> **Task item**
Report back every line below that carries the word "stderr".

◆ ◆ ◆ ◆ ◆ ◆ ◆

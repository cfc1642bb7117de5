//! Compiling many units at once.

use std::sync::Arc;

use crate::driver::{CompileOptions, Compiler, SourceUnit};
use crate::error::{CompileError, Result};
use crate::external::ExternalCompiler;

/// Outcome for one unit of a batch.
#[derive(Debug, Clone, PartialEq, Eq)]
pub struct BuildOutput {
    pub source_name: String,
    pub result: Result<String>,
}

impl BuildOutput {
    pub fn is_ok(&self) -> bool {
        self.result.is_ok()
    }
}

/// Compile every unit on tokio's blocking pool.
///
/// Units are independent: they may finish in any order and one failure does
/// not stop the others. The returned outputs follow the order of `units`.
pub async fn compile_all<E>(
    compiler: Arc<Compiler<E>>,
    units: Vec<SourceUnit>,
    options: CompileOptions,
) -> Vec<BuildOutput>
where
    E: ExternalCompiler + 'static,
{
    let tasks: Vec<_> = units
        .into_iter()
        .map(|unit| {
            let compiler = Arc::clone(&compiler);
            let source_name = unit.name().to_string();
            let task = tokio::task::spawn_blocking(move || compiler.compile(&unit, &options));
            (source_name, task)
        })
        .collect();

    tracing::debug!(units = tasks.len(), "batch started");

    let mut outputs = Vec::with_capacity(tasks.len());
    for (source_name, task) in tasks {
        let result = match task.await {
            Ok(result) => result,
            Err(e) => Err(CompileError::new(
                source_name.as_str(),
                format!("compile task failed: {}", e),
            )),
        };
        outputs.push(BuildOutput {
            source_name,
            result,
        });
    }
    outputs
}
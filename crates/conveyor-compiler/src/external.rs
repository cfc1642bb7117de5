//! The seam between the invoker and whatever actually compiles the source.

use std::sync::Arc;

use serde::{Deserialize, Serialize};

use crate::error::ExternalCompileError;

/// Options handed verbatim to an external compiler.
#[derive(Debug, Clone, Copy, PartialEq, Eq, Serialize, Deserialize)]
pub struct ExternalOptions<'a> {
    /// Logical name of the source, for the compiler's own diagnostics.
    pub filename: &'a str,
    /// Omit module-wrapping boilerplate around the output.
    #[serde(default, skip_serializing_if = "std::ops::Not::not")]
    pub bare: bool,
}

/// A source-to-source compiler supplied by the environment.
///
/// Implementations are shared across threads when units are compiled
/// concurrently, so `compile` must be reentrant. The invoker relies on this
/// but has no way to check it.
pub trait ExternalCompiler: Send + Sync {
    fn compile(
        &self,
        source: &str,
        options: &ExternalOptions<'_>,
    ) -> Result<String, ExternalCompileError>;
}

/// An [`ExternalCompiler`] backed by a closure.
#[derive(Debug, Clone)]
pub struct FnCompiler<F>(F);

/// Wrap a closure as an [`ExternalCompiler`].
pub fn from_fn<F>(f: F) -> FnCompiler<F>
where
    F: Fn(&str, &ExternalOptions<'_>) -> Result<String, ExternalCompileError> + Send + Sync,
{
    FnCompiler(f)
}

impl<F> ExternalCompiler for FnCompiler<F>
where
    F: Fn(&str, &ExternalOptions<'_>) -> Result<String, ExternalCompileError> + Send + Sync,
{
    fn compile(
        &self,
        source: &str,
        options: &ExternalOptions<'_>,
    ) -> Result<String, ExternalCompileError> {
        (self.0)(source, options)
    }
}

impl<T: ExternalCompiler + ?Sized> ExternalCompiler for Arc<T> {
    fn compile(
        &self,
        source: &str,
        options: &ExternalOptions<'_>,
    ) -> Result<String, ExternalCompileError> {
        (**self).compile(source, options)
    }
}

impl<T: ExternalCompiler + ?Sized> ExternalCompiler for Box<T> {
    fn compile(
        &self,
        source: &str,
        options: &ExternalOptions<'_>,
    ) -> Result<String, ExternalCompileError> {
        (**self).compile(source, options)
    }
}

#[cfg(test)]
mod tests {
    use super::*;

    #[test]
    fn test_bare_flag_omitted_when_false() {
        let options = ExternalOptions { filename: "a.coffee", bare: false };
        let json = serde_json::to_string(&options).unwrap();
        assert_eq!(json, r#"{"filename":"a.coffee"}"#);
    }

    #[test]
    fn test_bare_flag_present_when_true() {
        let options = ExternalOptions { filename: "a.coffee", bare: true };
        let json = serde_json::to_string(&options).unwrap();
        assert_eq!(json, r#"{"filename":"a.coffee","bare":true}"#);
    }

    #[test]
    fn test_boxed_closure_is_a_compiler() {
        let compiler: Box<dyn ExternalCompiler> =
            Box::new(from_fn(|source, _| Ok(source.to_uppercase())));
        let options = ExternalOptions { filename: "x", bare: false };
        assert_eq!(compiler.compile("abc", &options).unwrap(), "ABC");
    }
}
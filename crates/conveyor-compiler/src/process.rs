//! An external compiler that lives in another process.
//!
//! Each call spawns the configured program, writes one JSON request to its
//! stdin and reads one JSON reply from its stdout:
//!
//! ```text
//! -> {"source": "x = 1", "options": {"filename": "a.coffee", "bare": true}}
//! <- {"output": "var x = 1;"}
//! <- {"error": {"message": "unexpected end of input", "line": 1, "column": 5}}
//! ```
//!
//! Keys other than `output` and `error` are ignored. A child that exits
//! non-zero without a usable reply is reported with its stderr as the message.

use std::io::Write as _;
use std::path::PathBuf;
use std::process::{Command, Stdio};

use serde::{Deserialize, Serialize};

use crate::error::{ExternalCompileError, Location};
use crate::external::{ExternalCompiler, ExternalOptions};

#[derive(Debug, Serialize)]
struct Request<'a> {
    source: &'a str,
    options: &'a ExternalOptions<'a>,
}

#[derive(Debug, Deserialize)]
struct Reply {
    #[serde(default)]
    output: Option<String>,
    #[serde(default)]
    error: Option<ReplyError>,
}

#[derive(Debug, Deserialize)]
struct ReplyError {
    message: String,
    line: Option<u32>,
    column: Option<u32>,
}

impl From<ReplyError> for ExternalCompileError {
    fn from(e: ReplyError) -> Self {
        let location = match (e.line, e.column) {
            (Some(line), column) => Some(Location {
                line,
                column: column.unwrap_or(0),
            }),
            _ => None,
        };
        ExternalCompileError {
            message: e.message,
            location,
        }
    }
}

/// Program plus arguments used to run an out-of-process compiler.
#[derive(Debug, Clone, PartialEq, Eq, Serialize, Deserialize)]
pub struct CommandSpec {
    pub program: PathBuf,
    #[serde(default)]
    pub args: Vec<String>,
}

/// Runs a compiler program per call using the JSON stdio contract.
///
/// Every call gets its own child process, so one `ProcessCompiler` can be
/// used from many threads at once.
#[derive(Debug, Clone)]
pub struct ProcessCompiler {
    command: CommandSpec,
}

impl ProcessCompiler {
    pub fn new(program: impl Into<PathBuf>) -> Self {
        Self {
            command: CommandSpec {
                program: program.into(),
                args: Vec::new(),
            },
        }
    }

    /// Append an argument passed to the program on every call.
    pub fn arg(mut self, arg: impl Into<String>) -> Self {
        self.command.args.push(arg.into());
        self
    }

    pub fn args<I, S>(mut self, args: I) -> Self
    where
        I: IntoIterator<Item = S>,
        S: Into<String>,
    {
        self.command.args.extend(args.into_iter().map(Into::into));
        self
    }

    pub fn command(&self) -> &CommandSpec {
        &self.command
    }

    fn run(&self, request: &[u8]) -> std::io::Result<std::process::Output> {
        let mut child = Command::new(&self.command.program)
            .args(&self.command.args)
            .stdin(Stdio::piped())
            .stdout(Stdio::piped())
            .stderr(Stdio::piped())
            .spawn()?;

        // Feed stdin from another thread so a chatty child cannot fill its
        // stdout pipe while we are still writing.
        let stdin = child.stdin.take();
        std::thread::scope(|scope| -> std::io::Result<std::process::Output> {
            let writer = scope.spawn(move || match stdin {
                Some(mut stdin) => match stdin.write_all(request) {
                    // The child may exit without reading everything; its
                    // reply and status are still inspected.
                    Err(e) if e.kind() == std::io::ErrorKind::BrokenPipe => Ok(()),
                    other => other,
                },
                None => Ok(()),
            });
            let output = child.wait_with_output()?;
            writer
                .join()
                .unwrap_or_else(|_| Err(std::io::Error::other("stdin writer panicked")))?;
            Ok(output)
        })
    }
}

impl From<CommandSpec> for ProcessCompiler {
    fn from(command: CommandSpec) -> Self {
        Self { command }
    }
}

impl ExternalCompiler for ProcessCompiler {
    fn compile(
        &self,
        source: &str,
        options: &ExternalOptions<'_>,
    ) -> Result<String, ExternalCompileError> {
        let program = self.command.program.display().to_string();
        let request = serde_json::to_vec(&Request { source, options })
            .map_err(|e| ExternalCompileError::new(format!("failed to encode request: {}", e)))?;

        tracing::debug!(program = %program, filename = options.filename, bare = options.bare, "spawning compiler");

        let output = self.run(&request).map_err(|e| {
            ExternalCompileError::new(format!("failed to run `{}`: {}", program, e))
        })?;

        let reason = match serde_json::from_slice::<Reply>(&output.stdout) {
            Ok(Reply { error: Some(e), .. }) => return Err(e.into()),
            Ok(Reply { output: Some(text), .. }) => return Ok(text),
            Ok(_) => "reply has neither output nor error".to_string(),
            Err(e) => e.to_string(),
        };

        if !output.status.success() {
            tracing::debug!(program = %program, status = %output.status, "compiler exited unsuccessfully");
            let stderr = String::from_utf8_lossy(&output.stderr);
            let stderr = stderr.trim();
            let message = if stderr.is_empty() {
                format!("{} exited with {}", program, output.status)
            } else {
                stderr.to_string()
            };
            return Err(ExternalCompileError::new(message));
        }

        Err(ExternalCompileError::new(format!(
            "invalid reply from `{}`: {}",
            program, reason
        )))
    }
}
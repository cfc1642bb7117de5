//! Values on the helper-runtime side of the bridge.

use std::collections::BTreeMap;
use std::fmt;

use serde::{Deserialize, Serialize};

/// A value understood by the helper runtime.
///
/// This is the JSON data model, with every number held as `f64`. Integers
/// beyond 2^53 lose precision coming in from `serde_json::Value`, and
/// non-finite numbers become `null` going back out.
#[derive(Debug, Clone, PartialEq, Default, Serialize, Deserialize)]
#[serde(untagged)]
pub enum Value {
    /// The null value.
    #[default]
    Null,
    /// A boolean value.
    Boolean(bool),
    /// A numeric value.
    Number(f64),
    /// A string value.
    String(String),
    /// An array of values.
    Array(Vec<Value>),
    /// An object with string keys.
    Object(BTreeMap<String, Value>),
}

impl Value {
    /// Name of this value's kind, for error messages.
    pub fn kind(&self) -> &'static str {
        match self {
            Value::Null => "null",
            Value::Boolean(_) => "boolean",
            Value::Number(_) => "number",
            Value::String(_) => "string",
            Value::Array(_) => "array",
            Value::Object(_) => "object",
        }
    }

    pub fn as_str(&self) -> Option<&str> {
        match self {
            Value::String(s) => Some(s),
            _ => None,
        }
    }
}

impl fmt::Display for Value {
    fn fmt(&self, f: &mut fmt::Formatter<'_>) -> fmt::Result {
        match self {
            Value::String(s) => write!(f, "{}", s),
            other => write!(f, "{}", serde_json::Value::from(other.clone())),
        }
    }
}

impl From<&str> for Value {
    fn from(s: &str) -> Self {
        Value::String(s.to_string())
    }
}

impl From<String> for Value {
    fn from(s: String) -> Self {
        Value::String(s)
    }
}

impl From<serde_json::Value> for Value {
    fn from(json: serde_json::Value) -> Self {
        match json {
            serde_json::Value::Null => Value::Null,
            serde_json::Value::Bool(b) => Value::Boolean(b),
            serde_json::Value::Number(n) => Value::Number(n.as_f64().unwrap_or(f64::NAN)),
            serde_json::Value::String(s) => Value::String(s),
            serde_json::Value::Array(items) => {
                Value::Array(items.into_iter().map(Value::from).collect())
            }
            serde_json::Value::Object(map) => {
                Value::Object(map.into_iter().map(|(k, v)| (k, Value::from(v))).collect())
            }
        }
    }
}

impl From<Value> for serde_json::Value {
    fn from(value: Value) -> Self {
        match value {
            Value::Null => serde_json::Value::Null,
            Value::Boolean(b) => serde_json::Value::Bool(b),
            // Non-finite numbers have no JSON form.
            Value::Number(n) => serde_json::Number::from_f64(n)
                .map(serde_json::Value::Number)
                .unwrap_or(serde_json::Value::Null),
            Value::String(s) => serde_json::Value::String(s),
            Value::Array(items) => {
                serde_json::Value::Array(items.into_iter().map(Into::into).collect())
            }
            Value::Object(map) => {
                serde_json::Value::Object(map.into_iter().map(|(k, v)| (k, v.into())).collect())
            }
        }
    }
}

◆ ◆ ◆ ◆ ◆ ◆ ◆

> **Solution to the exercise**
//! non-zero without a usable reply is reported with its stderr as the message.
            .stderr(Stdio::piped())
            let stderr = String::from_utf8_lossy(&output.stderr);
            let stderr = stderr.trim();
            let message = if stderr.is_empty() {
                stderr.to_string()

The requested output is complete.